Government Intrusion Into Education

Member Group : From the Kitchen Table

In Walt Disney’s classic Cinderella, a letter arrives inviting every maiden in the kingdom to a ball at the palace.The stepsisters immediately begin planning for the event, and Cinderella quietly tells her stepmother that since she is a maiden, she is included in the invitation and she plans to attend. The stepsisters fly into a rage, but the stepmother calmly acknowledges that Cinderella does indeed have the right to attend the ball.

She then informs Cinderella that she may exercise that right if she has completed all of the tasks assigned to her.

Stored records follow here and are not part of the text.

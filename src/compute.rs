//! Per-frame simulation step.
//!
//! [`tick`] takes an immutable reference to the current [`RunState`] and
//! returns a brand-new one.  Time comes in through [`FrameTime`], so the step
//! is fully deterministic for a given clock reading and input.

use std::time::Duration;

use crate::camera;
use crate::collision::{collect_pickups, expire_power, fell_out, resolve_hazards};
use crate::entities::{EndCause, RunState, RunStatus};
use crate::input::HeldActions;
use crate::physics::{integrate, resolve_landing};
use crate::ruleset::Ruleset;
use crate::scripts::step_hazards;

/// Clock reading and frame scale for one step.
#[derive(Clone, Copy, Debug, PartialEq)]
pub struct FrameTime {
    pub now: Duration,
    /// 1.0 ≈ one nominal frame interval.
    pub dt: f32,
}

impl FrameTime {
    pub fn new(now: Duration, dt: f32) -> Self {
        Self { now, dt }
    }
}

/// Advance the run by one frame.  Finished runs are returned unchanged.
///
/// Order: power expiry, kinematics, landing, fall check, hazard scripts,
/// hazard contact, pickups, camera.  A lethal contact ends the frame before
/// pickups, so nothing scores after it.  The score saturates at `u32::MAX`.
pub fn tick(state: &RunState, ruleset: &dyn Ruleset, held: HeldActions, time: FrameTime) -> RunState {
    if !state.is_running() {
        return state.clone();
    }
    let tuning = ruleset.tuning();
    let elapsed = state.elapsed(time.now);
    let frame = state.frame + 1;

    // ── 1. Power-up deadline ─────────────────────────────────────────────────
    let player = expire_power(&state.player, time.now);

    // ── 2. Kinematics + landing ──────────────────────────────────────────────
    let prev_y = player.y;
    let player = integrate(
        &player,
        held,
        time.dt,
        tuning,
        ruleset.jump_policy(),
        ruleset.drive_speed(elapsed),
    );
    let player = resolve_landing(&player, prev_y, &state.platforms, time.dt, tuning);

    // ── 3. Fall-death ────────────────────────────────────────────────────────
    if fell_out(&player, tuning) {
        return RunState {
            player,
            status: RunStatus::Over(EndCause::Fell),
            frame,
            ..state.clone()
        };
    }

    // ── 4. Hazard scripts + contact ──────────────────────────────────────────
    let hazards = step_hazards(&state.hazards, time.dt, elapsed, tuning);
    let contact = resolve_hazards(&player, &hazards, ruleset);
    if let Some(hazard) = contact.lethal {
        return RunState {
            player,
            hazards: contact.hazards,
            score: state.score.saturating_add(contact.score_gain),
            status: RunStatus::Over(EndCause::Struck { hazard }),
            frame,
            ..state.clone()
        };
    }

    // ── 5. Pickups ───────────────────────────────────────────────────────────
    let pickups = collect_pickups(&player, &state.collectibles, time.now, tuning);

    // ── 6. Camera ────────────────────────────────────────────────────────────
    let camera = camera::follow(state.camera, pickups.player.x, tuning);

    RunState {
        player: pickups.player,
        hazards: contact.hazards,
        collectibles: pickups.collectibles,
        camera,
        score: state
            .score
            .saturating_add(contact.score_gain)
            .saturating_add(pickups.score_gain),
        frame,
        ..state.clone()
    }
}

Cinderella is joyful, and the stepsisters are outraged. They demand to know how the stepmother could ever tell Cinderella that she could attend the ball. The stepmother smiles and reminds her daughters that she did not exactly say that Cinderella could go.

"I said IF," she states.

It’s such a tiny word. Yet the word "if" is incredibly powerful when the one saying it has the power to enforce whatever conditions follow its use.

As parents, we have the right to direct the education of our own children. The government acknowledges that fact.

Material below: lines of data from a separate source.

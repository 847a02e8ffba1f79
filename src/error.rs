//! Error types, one enum per concern.

use std::path::PathBuf;

use crate::game::Phase;

#[derive(Debug, thiserror::Error)]
pub enum GameError {
    #[error("player name must not be blank")]
    BlankName,

    #[error("cannot {action} while in {phase:?}")]
    IllegalTransition { phase: Phase, action: &'static str },
}

#[derive(Debug, thiserror::Error)]
pub enum LeaderboardError {
    #[error("leaderboard storage I/O failed: {0}")]
    Io(#[from] std::io::Error),

    #[error("failed to encode leaderboard: {0}")]
    Encode(#[from] serde_json::Error),

    #[error("leaderboard lock poisoned")]
    Poisoned,
}

#[derive(Debug, thiserror::Error)]
pub enum ContentError {
    #[error("no post matches {0}")]
    NotFound(String),

    #[error("slug '{0}' is already taken")]
    DuplicateSlug(String),

    #[error("content store lock poisoned")]
    Poisoned,
}

#[derive(Debug, thiserror::Error)]
pub enum ConfigError {
    #[error("failed to read config {path}: {source}")]
    Io {
        path: PathBuf,
        #[source]
        source: std::io::Error,
    },

    #[error("invalid config: {0}")]
    Parse(#[from] ron::error::SpannedError),
}
//! Player kinematics and landing on platforms.
//!
//! `dt` is a frame scale: 1.0 is one nominal frame.

use crate::config::Tuning;
use crate::entities::{Facing, Platform, Player};
use crate::input::HeldActions;
use crate::ruleset::JumpPolicy;

/// Advance the player one step from held input and gravity.
///
/// `drive` forces a forward speed (auto-running rulesets) and replaces the
/// horizontal input entirely.
pub fn integrate(
    player: &Player,
    held: HeldActions,
    dt: f32,
    tuning: &Tuning,
    policy: JumpPolicy,
    drive: Option<f32>,
) -> Player {
    let mut p = player.clone();

    // ── Horizontal ──
    match drive {
        Some(speed) => {
            p.vx = speed;
            p.facing = Facing::Right;
            p.is_walking = true;
        }
        None => {
            if held.right {
                p.vx += tuning.accel * dt;
                p.facing = Facing::Right;
                p.is_walking = true;
            } else if held.left {
                p.vx -= tuning.accel * dt;
                p.facing = Facing::Left;
                p.is_walking = true;
            } else {
                p.vx *= tuning.friction.powf(dt);
                if p.vx.abs() < tuning.stop_epsilon {
                    p.vx = 0.0;
                    p.is_walking = false;
                }
            }
        }
    }

    let cap = tuning.speed_cap(p.is_powered);
    p.vx = p.vx.clamp(-cap, cap);
    p.x += p.vx * dt;
    if tuning.clamp_left_edge && p.x < 0.0 {
        p.x = 0.0;
        p.vx = p.vx.max(0.0);
    }

    // ── Vertical ──
    let starts_jump = match policy {
        JumpPolicy::Grounded => held.jump && !p.is_jumping,
        JumpPolicy::Flap => held.jump && !p.jump_was_held,
    };
    if starts_jump {
        p.vy = tuning.jump_impulse;
        p.is_jumping = true;
    } else if policy == JumpPolicy::Grounded && !held.jump && p.vy < tuning.release_threshold {
        // Variable jump height: letting go early cuts the ascent.
        p.vy *= tuning.release_damping;
    }

    p.vy += tuning.gravity * dt;
    p.y += p.vy * dt;
    p.jump_was_held = held.jump;
    p
}

/// Snap the player onto the first platform that catches them.
///
/// A platform catches when the player's footprint overlaps its span, the
/// player is not rising, their feet started the step at or above the surface,
/// and they reach the surface within one more step.  Overlapping platforms
/// resolve in list order.
pub fn resolve_landing(
    player: &Player,
    prev_y: f32,
    platforms: &[Platform],
    dt: f32,
    tuning: &Tuning,
) -> Player {
    let mut p = player.clone();
    let left = p.x - tuning.player_half_width;
    let right = p.x + tuning.player_half_width;

    let caught = platforms.iter().find(|plat| {
        plat.overlaps(left, right)
            && p.vy >= 0.0
            && prev_y <= plat.y
            && p.y + p.vy * dt >= plat.y
    });

    match caught {
        Some(plat) => {
            p.y = plat.y;
            p.vy = 0.0;
            p.is_jumping = false;
        }
        None => p.is_jumping = true,
    }
    p
}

And then it adds the word "if".

We may, for example, choose the school our little ones attend –

· if they are all public schools, or

· if they are willing to remove any religious symbols from their buildings and religious content from their curriculum, or

· if they agree to administer the state assessments, or…..

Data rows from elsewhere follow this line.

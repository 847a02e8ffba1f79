use portfolio_arcade::config::Tuning;
use portfolio_arcade::entities::Player;
use portfolio_arcade::input::*;
use portfolio_arcade::physics::integrate;
use portfolio_arcade::ruleset::JumpPolicy;

#[test]
fn nothing_held_by_default() {
    let input = InputState::new(Some(4));
    assert_eq!(input.held(0), HeldActions::NONE);
}

#[test]
fn any_binding_asserts_its_action() {
    let mut input = InputState::new(Some(4));
    input.press(Binding::Key('d'), 1);
    input.press(Binding::Space, 1);
    assert_eq!(
        input.held(1),
        HeldActions {
            right: true,
            jump: true,
            ..HeldActions::NONE
        }
    );

    let mut touch = InputState::new(Some(4));
    touch.press(Binding::Touch(TouchButton::Left), 1);
    assert_eq!(touch.held(1), HeldActions::left());
}

#[test]
fn action_stays_held_while_another_binding_is_down() {
    let mut input = InputState::new(Some(4));
    input.press(Binding::ArrowUp, 1);
    input.press(Binding::Key('w'), 1);
    input.release(Binding::ArrowUp);
    assert_eq!(input.held(1), HeldActions::jump());
    input.release(Binding::Key('w'));
    assert_eq!(input.held(1), HeldActions::NONE);
}

#[test]
fn letters_are_case_insensitive() {
    let mut input = InputState::new(Some(4));
    input.press(Binding::Key('A'), 1);
    assert_eq!(input.held(1), HeldActions::left());
    input.release(Binding::Key('a'));
    assert_eq!(input.held(1), HeldActions::NONE);
}

#[test]
fn unbound_keys_are_ignored() {
    let mut input = InputState::new(Some(4));
    input.press(Binding::Key('z'), 1);
    assert_eq!(input.held(1), HeldActions::NONE);

    input.bind(Binding::Key('Z'), Action::Jump);
    input.press(Binding::Key('z'), 2);
    assert_eq!(input.held(2), HeldActions::jump());
}

#[test]
fn unrefreshed_bindings_expire_after_the_hold_window() {
    let mut input = InputState::new(Some(4));
    input.press(Binding::ArrowRight, 10);
    assert_eq!(input.held(14), HeldActions::right());
    assert_eq!(input.held(15), HeldActions::NONE);

    // Auto-repeat refreshes the binding.
    input.press(Binding::ArrowRight, 15);
    assert_eq!(input.held(18), HeldActions::right());
}

#[test]
fn clear_releases_everything() {
    let mut input = InputState::new(Some(4));
    input.press(Binding::ArrowLeft, 1);
    input.press(Binding::Space, 1);
    input.clear();
    assert_eq!(input.held(1), HeldActions::NONE);
}

#[test]
fn default_bindings_cover_all_actions() {
    let bindings = default_bindings();
    for action in [Action::MoveLeft, Action::MoveRight, Action::Jump] {
        assert!(bindings.values().any(|a| *a == action));
    }
    assert_eq!(bindings.get(&Binding::Space), Some(&Action::Jump));
}

#[test]
fn without_a_hold_window_bindings_last_until_released() {
    let mut input = InputState::new(None);
    input.press(Binding::Space, 1);
    assert_eq!(input.held(6), HeldActions::jump());
    assert_eq!(input.held(600), HeldActions::jump());
    input.release(Binding::Space);
    assert_eq!(input.held(601), HeldActions::NONE);
}

#[test]
fn held_jump_without_repeats_is_not_cut_short() {
    let tuning = Tuning::platformer();
    let mut input = InputState::new(None);
    input.press(Binding::Space, 1);

    let mut through_input = Player::spawn(10.0, 80.0);
    let mut held_throughout = Player::spawn(10.0, 80.0);
    for frame in 1..=30 {
        through_input = integrate(
            &through_input,
            input.held(frame),
            1.0,
            &tuning,
            JumpPolicy::Grounded,
            None,
        );
        held_throughout = integrate(
            &held_throughout,
            HeldActions::jump(),
            1.0,
            &tuning,
            JumpPolicy::Grounded,
            None,
        );
    }
    assert_eq!(through_input, held_throughout);
}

The particulars of the list of conditions are not as important as the fact that such conditions exist.

We are told that this government control is necessary to ensure that our children learn.

Is it?

The sad fact is…

that as government intrusion into our schools has grown, spending has gone up and achievement has gone down. One need not spend hours conducting mountains of research to prove this – although the research is certainly there.

One need only compare the Federalist Papers to today’s newspaper editorials. Because the Federalist Papers WERE newspaper editorials – read, understood, and discussed by citizens who mostly did not go to college, or even complete 12 years of education at all.

Who directed the education of those citizens?

Their parents did; parents who were not laboring under a list of government conditions. They decided how they would exercise their right and honor their responsibility to teach their kids. And the general levels of literacy in the population were higher than they are today. Today, no newspaper would even consider printing editorials at the level of complexity evident in the Federalist Papers.

We talk about school choice. But it is NOT choice when the government can dictate the range of choices available to parents, and impose its own list of requirements on schools so they can be eligible to be selected.

In the story, Cinderella actually meets all the conditions imposed by the stepmother. She fulfills every IF – and the stepmother keeps her from exercising her right to go the ball anyway. It is only when she steps outside of the stepmother’s control that her life changes.

If we truly want to ensure that we can exercise our right to direct the education of our children, we need to do the same. We need to begin any serious discussion about school choice by removing from Washington the ability to say "IF".